- **THE INPUT**
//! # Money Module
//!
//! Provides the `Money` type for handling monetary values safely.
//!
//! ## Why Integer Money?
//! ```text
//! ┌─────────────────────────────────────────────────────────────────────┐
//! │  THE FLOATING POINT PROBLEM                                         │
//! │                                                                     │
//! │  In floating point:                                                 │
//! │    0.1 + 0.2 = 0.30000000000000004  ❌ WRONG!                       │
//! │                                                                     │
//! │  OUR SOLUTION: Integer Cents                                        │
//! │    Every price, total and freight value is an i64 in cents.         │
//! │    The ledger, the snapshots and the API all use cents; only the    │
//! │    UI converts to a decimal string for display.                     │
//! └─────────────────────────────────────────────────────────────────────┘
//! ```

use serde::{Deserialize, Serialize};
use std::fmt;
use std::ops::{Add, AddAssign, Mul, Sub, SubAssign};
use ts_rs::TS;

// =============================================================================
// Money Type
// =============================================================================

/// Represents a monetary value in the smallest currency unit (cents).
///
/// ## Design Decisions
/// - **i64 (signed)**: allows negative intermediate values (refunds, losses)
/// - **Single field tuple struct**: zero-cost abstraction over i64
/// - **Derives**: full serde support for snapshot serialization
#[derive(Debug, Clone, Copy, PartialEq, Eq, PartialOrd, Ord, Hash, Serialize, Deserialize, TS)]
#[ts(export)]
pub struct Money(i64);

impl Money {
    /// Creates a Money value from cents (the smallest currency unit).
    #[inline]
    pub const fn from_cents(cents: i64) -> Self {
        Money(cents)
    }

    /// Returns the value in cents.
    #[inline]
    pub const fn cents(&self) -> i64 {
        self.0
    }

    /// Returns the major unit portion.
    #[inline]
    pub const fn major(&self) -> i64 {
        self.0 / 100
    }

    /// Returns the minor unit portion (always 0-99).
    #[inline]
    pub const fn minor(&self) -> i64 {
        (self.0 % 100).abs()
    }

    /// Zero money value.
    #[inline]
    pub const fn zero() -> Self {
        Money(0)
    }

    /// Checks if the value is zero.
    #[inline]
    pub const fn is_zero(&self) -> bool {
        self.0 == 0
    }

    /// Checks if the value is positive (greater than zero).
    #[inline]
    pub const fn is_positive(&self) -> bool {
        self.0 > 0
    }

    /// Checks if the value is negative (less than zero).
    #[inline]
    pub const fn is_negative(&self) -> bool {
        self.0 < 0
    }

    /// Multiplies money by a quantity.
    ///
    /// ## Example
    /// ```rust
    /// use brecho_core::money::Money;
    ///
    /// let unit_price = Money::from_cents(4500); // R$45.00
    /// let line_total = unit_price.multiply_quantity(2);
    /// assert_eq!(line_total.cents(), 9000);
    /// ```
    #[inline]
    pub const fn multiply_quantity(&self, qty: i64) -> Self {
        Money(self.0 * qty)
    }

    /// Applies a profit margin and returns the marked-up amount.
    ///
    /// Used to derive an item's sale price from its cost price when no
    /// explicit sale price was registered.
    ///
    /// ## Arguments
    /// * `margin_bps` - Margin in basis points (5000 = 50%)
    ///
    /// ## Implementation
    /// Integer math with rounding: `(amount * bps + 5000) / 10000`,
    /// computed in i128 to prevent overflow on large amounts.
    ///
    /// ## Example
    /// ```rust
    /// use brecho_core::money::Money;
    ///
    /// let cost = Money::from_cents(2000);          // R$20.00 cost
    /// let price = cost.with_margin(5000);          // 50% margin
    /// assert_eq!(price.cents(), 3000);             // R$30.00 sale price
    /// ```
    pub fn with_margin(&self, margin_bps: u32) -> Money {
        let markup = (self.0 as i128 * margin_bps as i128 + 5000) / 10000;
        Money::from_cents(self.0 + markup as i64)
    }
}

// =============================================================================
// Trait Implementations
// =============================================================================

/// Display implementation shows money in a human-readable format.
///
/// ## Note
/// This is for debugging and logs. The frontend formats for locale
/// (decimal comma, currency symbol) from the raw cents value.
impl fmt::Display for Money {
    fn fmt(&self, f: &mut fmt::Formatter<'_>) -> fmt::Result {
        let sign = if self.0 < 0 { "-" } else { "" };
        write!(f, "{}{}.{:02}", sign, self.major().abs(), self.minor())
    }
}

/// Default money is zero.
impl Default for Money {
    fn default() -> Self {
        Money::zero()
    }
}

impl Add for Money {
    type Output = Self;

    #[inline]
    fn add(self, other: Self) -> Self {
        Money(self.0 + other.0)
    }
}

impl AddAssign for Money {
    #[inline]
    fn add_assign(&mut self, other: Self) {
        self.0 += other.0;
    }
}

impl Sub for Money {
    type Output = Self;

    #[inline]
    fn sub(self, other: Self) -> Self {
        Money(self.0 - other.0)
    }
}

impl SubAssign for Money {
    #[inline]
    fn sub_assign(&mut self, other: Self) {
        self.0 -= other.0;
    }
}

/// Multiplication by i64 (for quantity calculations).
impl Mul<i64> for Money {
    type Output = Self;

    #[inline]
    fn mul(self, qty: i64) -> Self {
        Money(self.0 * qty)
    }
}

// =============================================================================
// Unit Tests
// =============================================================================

---

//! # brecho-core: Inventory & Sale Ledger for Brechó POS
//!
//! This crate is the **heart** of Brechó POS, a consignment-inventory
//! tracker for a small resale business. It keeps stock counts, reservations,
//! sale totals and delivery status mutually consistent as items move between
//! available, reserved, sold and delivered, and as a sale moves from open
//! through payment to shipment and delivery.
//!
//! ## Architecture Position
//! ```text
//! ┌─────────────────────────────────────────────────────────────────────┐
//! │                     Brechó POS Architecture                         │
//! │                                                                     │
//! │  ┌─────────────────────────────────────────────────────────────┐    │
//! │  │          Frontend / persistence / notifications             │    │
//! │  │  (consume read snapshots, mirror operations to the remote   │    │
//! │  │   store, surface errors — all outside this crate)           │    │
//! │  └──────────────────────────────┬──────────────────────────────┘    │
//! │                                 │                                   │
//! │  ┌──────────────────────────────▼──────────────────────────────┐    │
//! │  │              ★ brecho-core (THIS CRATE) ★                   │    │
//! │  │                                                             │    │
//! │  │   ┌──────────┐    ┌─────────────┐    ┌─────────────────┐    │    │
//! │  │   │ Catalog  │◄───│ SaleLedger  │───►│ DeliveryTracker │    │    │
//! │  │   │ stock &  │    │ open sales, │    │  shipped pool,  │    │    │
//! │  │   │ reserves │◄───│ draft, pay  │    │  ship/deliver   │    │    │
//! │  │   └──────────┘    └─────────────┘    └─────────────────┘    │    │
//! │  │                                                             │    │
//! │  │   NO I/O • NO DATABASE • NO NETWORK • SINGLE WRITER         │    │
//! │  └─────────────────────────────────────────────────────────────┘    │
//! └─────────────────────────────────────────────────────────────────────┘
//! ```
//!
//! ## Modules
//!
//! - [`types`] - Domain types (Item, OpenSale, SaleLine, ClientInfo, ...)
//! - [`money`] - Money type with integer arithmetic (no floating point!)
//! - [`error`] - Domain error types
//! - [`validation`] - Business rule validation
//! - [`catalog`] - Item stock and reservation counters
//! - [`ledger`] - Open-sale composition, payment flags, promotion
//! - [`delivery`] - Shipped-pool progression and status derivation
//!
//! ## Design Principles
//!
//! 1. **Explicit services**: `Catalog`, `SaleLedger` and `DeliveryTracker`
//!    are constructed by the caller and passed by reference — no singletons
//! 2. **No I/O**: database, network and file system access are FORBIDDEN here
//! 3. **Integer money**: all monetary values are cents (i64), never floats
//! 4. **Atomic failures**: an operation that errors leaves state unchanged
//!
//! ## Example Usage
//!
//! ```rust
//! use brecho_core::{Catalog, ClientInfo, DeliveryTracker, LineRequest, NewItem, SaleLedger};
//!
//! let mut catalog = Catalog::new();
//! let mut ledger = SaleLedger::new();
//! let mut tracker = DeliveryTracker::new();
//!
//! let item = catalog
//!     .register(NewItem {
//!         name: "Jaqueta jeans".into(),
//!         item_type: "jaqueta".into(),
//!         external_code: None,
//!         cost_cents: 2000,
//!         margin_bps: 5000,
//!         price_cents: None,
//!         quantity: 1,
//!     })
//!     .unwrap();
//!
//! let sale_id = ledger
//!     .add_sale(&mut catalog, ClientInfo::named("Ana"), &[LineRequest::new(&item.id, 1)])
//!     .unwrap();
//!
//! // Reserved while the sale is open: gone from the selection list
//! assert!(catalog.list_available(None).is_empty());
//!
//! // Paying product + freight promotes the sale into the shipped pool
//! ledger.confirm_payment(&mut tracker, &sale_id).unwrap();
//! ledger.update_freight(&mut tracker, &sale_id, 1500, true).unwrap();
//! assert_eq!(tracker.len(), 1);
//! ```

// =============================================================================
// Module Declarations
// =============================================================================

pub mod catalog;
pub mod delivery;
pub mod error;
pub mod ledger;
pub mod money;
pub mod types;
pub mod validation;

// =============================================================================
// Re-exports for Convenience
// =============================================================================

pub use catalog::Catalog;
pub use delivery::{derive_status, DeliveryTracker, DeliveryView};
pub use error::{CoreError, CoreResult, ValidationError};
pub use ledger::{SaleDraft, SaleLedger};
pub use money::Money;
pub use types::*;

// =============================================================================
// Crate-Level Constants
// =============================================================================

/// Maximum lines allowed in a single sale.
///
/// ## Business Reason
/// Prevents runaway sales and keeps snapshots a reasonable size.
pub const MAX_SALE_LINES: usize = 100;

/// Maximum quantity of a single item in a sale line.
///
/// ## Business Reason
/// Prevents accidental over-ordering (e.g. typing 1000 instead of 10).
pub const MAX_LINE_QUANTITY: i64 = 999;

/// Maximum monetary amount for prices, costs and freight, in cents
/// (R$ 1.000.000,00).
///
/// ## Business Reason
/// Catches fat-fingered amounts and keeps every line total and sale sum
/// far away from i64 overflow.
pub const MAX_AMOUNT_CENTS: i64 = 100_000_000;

* * *

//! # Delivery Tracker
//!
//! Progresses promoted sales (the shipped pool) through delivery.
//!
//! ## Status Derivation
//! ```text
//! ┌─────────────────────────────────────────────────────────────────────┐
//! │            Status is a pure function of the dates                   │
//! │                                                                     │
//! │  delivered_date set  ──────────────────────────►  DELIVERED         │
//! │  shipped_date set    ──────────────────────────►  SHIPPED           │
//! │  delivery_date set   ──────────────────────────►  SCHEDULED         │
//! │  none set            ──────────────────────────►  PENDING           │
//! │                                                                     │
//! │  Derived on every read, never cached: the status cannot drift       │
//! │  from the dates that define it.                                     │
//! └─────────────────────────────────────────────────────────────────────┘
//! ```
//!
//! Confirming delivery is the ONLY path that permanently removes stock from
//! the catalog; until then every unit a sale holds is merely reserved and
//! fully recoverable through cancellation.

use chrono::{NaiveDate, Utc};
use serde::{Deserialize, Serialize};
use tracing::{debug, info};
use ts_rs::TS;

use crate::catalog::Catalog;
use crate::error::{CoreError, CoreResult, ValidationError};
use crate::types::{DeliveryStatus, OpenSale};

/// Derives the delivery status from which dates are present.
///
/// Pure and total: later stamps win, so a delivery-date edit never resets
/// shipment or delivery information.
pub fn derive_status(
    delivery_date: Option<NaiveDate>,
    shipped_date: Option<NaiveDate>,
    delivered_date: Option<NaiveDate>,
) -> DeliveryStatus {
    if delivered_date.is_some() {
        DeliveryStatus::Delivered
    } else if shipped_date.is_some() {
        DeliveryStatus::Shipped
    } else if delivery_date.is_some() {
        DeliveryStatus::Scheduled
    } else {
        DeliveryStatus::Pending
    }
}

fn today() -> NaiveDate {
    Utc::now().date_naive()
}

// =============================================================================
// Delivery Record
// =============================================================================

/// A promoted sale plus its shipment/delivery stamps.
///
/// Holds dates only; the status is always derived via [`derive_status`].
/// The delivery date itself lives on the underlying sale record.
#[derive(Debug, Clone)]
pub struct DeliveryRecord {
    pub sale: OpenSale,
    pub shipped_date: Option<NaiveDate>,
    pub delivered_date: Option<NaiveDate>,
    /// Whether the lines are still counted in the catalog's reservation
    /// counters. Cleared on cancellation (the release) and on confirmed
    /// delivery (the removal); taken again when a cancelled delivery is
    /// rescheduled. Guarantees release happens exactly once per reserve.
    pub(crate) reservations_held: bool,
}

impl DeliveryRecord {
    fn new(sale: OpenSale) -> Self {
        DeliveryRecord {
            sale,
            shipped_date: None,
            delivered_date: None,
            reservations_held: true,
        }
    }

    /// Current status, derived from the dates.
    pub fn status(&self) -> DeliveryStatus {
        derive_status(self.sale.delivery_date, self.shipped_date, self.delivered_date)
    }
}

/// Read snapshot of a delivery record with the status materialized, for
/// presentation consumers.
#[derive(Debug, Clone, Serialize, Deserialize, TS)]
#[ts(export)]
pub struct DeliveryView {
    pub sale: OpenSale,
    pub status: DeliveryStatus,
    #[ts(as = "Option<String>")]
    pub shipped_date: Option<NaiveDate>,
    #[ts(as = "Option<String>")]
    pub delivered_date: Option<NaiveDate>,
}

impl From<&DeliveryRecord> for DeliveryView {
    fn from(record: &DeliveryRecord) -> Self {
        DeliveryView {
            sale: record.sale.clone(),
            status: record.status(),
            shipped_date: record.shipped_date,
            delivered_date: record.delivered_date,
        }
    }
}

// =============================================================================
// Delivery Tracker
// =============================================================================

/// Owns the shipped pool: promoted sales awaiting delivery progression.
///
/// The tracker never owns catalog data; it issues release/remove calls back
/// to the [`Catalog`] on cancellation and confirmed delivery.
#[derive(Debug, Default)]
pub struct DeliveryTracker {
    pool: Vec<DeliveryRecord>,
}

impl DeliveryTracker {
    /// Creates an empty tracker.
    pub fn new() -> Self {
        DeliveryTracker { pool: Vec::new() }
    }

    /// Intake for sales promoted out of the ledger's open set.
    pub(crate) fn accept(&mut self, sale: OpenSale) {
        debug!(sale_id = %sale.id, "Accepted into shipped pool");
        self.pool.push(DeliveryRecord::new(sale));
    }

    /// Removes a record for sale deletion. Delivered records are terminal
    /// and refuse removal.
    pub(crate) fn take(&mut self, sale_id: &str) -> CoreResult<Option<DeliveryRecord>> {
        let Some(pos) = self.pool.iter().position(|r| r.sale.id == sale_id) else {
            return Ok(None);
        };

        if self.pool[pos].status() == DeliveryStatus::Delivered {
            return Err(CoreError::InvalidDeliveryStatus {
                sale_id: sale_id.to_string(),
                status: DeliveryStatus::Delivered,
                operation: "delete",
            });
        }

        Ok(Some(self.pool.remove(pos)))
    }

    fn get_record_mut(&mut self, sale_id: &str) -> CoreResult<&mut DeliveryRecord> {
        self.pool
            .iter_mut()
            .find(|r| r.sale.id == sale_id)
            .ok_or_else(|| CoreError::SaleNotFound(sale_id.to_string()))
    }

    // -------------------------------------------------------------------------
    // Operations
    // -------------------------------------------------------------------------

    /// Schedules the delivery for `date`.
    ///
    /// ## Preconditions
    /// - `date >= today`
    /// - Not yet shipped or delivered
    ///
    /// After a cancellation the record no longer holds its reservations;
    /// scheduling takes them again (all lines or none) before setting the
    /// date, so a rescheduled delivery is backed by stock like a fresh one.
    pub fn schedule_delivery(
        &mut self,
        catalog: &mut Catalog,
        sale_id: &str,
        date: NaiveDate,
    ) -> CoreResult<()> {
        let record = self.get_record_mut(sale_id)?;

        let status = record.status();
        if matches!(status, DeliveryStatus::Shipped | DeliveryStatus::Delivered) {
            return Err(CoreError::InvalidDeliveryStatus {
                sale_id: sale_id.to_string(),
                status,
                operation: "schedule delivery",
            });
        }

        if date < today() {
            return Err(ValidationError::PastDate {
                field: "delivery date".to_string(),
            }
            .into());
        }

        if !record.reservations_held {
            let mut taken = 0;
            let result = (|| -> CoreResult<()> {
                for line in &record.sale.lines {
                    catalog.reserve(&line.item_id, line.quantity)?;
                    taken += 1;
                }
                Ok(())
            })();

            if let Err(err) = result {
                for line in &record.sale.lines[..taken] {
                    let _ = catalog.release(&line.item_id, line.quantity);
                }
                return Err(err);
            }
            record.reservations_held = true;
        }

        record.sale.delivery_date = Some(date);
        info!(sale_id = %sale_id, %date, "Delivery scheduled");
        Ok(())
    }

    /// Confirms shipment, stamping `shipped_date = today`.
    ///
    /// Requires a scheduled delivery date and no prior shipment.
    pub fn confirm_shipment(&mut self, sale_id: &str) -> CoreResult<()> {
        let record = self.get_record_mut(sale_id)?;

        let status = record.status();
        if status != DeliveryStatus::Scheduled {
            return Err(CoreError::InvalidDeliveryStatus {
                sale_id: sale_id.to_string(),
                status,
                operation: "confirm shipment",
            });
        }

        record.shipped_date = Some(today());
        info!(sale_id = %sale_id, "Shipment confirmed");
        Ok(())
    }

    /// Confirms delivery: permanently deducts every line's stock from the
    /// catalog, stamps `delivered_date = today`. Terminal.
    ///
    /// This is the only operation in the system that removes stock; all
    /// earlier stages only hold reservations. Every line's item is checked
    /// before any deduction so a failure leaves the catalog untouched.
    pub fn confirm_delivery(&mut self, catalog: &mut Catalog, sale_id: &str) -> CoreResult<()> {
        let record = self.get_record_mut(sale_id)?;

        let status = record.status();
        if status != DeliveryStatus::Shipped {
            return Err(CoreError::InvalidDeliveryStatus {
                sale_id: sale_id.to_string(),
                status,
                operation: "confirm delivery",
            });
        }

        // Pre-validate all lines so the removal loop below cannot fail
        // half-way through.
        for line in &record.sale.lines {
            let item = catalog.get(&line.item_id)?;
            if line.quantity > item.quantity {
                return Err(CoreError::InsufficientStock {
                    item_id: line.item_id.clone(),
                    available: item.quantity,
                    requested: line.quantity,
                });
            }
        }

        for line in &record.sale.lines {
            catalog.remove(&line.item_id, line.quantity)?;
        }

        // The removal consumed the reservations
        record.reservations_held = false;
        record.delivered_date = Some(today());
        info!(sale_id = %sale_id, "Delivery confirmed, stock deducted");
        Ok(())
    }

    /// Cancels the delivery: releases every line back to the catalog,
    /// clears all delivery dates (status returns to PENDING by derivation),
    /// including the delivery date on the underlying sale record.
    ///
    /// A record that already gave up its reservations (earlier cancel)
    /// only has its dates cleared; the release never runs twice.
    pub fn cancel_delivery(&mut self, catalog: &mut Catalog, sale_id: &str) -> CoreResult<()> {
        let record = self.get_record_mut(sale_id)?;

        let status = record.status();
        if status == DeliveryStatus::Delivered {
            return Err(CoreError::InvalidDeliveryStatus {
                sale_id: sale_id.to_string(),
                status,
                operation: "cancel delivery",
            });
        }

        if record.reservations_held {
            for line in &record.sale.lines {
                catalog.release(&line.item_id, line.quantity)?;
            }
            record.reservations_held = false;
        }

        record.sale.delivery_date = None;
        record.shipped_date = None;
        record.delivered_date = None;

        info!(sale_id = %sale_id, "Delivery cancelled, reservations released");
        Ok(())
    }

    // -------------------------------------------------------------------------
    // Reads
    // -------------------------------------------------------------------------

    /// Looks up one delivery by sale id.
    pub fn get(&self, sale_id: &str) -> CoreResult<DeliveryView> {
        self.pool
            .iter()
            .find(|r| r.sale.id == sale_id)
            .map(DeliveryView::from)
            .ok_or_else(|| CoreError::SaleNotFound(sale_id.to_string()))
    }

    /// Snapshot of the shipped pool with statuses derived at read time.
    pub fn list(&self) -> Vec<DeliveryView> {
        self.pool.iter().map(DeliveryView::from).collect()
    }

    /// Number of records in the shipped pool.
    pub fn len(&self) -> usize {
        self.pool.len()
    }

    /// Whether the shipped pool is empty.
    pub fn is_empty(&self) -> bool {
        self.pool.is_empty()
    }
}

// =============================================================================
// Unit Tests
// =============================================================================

- **DIRECTIONS FOR THIS TASK**
Return a copy of each line of the material that holds the word "earlier".

- **RESULT OF THIS TASK**
    /// earlier stages only hold reservations. Every line's item is checked
    /// A record that already gave up its reservations (earlier cancel)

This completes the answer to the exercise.